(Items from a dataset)
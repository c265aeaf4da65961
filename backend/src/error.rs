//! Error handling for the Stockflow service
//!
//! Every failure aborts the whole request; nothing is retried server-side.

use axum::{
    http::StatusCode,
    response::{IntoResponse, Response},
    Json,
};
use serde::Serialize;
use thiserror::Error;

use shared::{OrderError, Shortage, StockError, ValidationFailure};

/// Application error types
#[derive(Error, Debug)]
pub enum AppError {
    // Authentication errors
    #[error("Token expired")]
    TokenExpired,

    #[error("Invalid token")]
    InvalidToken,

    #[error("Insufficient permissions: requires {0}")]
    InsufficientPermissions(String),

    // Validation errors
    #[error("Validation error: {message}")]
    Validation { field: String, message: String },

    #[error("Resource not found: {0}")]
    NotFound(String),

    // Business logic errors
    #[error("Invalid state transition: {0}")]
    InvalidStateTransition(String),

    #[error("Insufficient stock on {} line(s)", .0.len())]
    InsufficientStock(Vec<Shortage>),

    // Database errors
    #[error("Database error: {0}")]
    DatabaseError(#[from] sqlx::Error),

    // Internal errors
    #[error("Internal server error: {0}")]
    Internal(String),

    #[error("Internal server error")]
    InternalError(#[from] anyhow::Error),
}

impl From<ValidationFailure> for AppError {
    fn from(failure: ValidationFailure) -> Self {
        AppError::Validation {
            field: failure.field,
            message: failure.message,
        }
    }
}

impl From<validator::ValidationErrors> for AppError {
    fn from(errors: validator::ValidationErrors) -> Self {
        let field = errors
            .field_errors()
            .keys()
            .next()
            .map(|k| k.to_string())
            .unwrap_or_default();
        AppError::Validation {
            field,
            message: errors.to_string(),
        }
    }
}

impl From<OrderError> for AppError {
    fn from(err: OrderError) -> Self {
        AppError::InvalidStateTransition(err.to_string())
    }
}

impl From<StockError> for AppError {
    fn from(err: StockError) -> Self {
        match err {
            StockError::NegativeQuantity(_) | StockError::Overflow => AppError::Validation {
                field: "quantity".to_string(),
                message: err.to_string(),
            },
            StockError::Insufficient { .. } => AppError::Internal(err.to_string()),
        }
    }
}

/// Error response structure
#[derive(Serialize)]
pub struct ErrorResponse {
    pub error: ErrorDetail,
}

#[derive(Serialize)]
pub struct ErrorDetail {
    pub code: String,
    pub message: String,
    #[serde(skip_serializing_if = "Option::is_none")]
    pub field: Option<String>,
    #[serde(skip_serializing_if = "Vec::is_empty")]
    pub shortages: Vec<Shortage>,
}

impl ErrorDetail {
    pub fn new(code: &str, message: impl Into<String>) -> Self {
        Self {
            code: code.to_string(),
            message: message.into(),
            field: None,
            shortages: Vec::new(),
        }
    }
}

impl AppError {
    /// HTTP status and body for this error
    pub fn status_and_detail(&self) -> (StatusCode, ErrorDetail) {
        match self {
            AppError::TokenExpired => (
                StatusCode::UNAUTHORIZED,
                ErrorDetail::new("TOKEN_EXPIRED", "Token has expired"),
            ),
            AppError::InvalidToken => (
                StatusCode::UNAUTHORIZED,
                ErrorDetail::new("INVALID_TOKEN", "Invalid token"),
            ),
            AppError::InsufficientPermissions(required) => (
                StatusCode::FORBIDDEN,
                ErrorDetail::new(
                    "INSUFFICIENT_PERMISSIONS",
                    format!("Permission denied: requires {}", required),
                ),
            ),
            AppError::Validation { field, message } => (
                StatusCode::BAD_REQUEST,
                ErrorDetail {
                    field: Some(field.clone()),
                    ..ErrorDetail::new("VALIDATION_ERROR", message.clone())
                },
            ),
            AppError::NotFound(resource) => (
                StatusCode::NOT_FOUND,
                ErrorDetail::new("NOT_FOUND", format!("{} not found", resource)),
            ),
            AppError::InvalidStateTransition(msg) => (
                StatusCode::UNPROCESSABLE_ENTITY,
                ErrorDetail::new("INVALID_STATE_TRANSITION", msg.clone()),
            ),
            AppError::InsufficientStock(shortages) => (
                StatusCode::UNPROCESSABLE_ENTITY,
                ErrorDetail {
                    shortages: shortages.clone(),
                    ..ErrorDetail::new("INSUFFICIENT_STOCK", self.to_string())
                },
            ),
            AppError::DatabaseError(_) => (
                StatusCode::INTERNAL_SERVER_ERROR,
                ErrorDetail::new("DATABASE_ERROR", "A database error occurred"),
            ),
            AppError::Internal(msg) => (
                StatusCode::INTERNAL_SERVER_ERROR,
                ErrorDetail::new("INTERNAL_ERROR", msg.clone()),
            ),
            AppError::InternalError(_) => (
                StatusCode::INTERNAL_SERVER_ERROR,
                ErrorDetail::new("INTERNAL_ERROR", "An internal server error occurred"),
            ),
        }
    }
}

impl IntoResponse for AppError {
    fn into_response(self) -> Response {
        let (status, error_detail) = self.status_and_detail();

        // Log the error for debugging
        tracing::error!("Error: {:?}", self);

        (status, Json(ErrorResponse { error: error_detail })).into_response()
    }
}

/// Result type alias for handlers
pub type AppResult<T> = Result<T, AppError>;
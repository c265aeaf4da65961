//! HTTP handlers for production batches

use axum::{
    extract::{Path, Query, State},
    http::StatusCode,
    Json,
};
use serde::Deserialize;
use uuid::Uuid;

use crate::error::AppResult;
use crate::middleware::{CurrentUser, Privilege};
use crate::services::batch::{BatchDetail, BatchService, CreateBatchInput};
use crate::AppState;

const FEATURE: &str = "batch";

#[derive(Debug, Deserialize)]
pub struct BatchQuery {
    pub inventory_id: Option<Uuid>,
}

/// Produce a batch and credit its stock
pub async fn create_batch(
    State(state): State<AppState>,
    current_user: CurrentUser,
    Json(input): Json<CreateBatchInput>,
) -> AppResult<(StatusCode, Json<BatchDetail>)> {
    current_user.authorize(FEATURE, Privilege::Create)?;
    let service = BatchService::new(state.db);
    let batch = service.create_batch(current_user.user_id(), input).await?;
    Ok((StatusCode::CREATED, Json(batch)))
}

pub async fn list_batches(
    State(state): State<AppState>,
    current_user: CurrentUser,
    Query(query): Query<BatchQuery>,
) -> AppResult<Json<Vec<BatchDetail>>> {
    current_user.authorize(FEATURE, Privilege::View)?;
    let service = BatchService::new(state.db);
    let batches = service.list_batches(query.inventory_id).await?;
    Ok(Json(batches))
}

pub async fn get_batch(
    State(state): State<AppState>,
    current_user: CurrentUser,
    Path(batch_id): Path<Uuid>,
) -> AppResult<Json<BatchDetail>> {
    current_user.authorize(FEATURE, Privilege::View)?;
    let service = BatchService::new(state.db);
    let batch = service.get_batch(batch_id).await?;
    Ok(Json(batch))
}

DESCRIPTION OF THE TASK: After identifying the lines above that contain "clone", copy each one.

RESPONSE AREA:
                    field: Some(field.clone()),
                    ..ErrorDetail::new("VALIDATION_ERROR", message.clone())
                ErrorDetail::new("INVALID_STATE_TRANSITION", msg.clone()),
                    shortages: shortages.clone(),
                ErrorDetail::new("INTERNAL_ERROR", msg.clone()),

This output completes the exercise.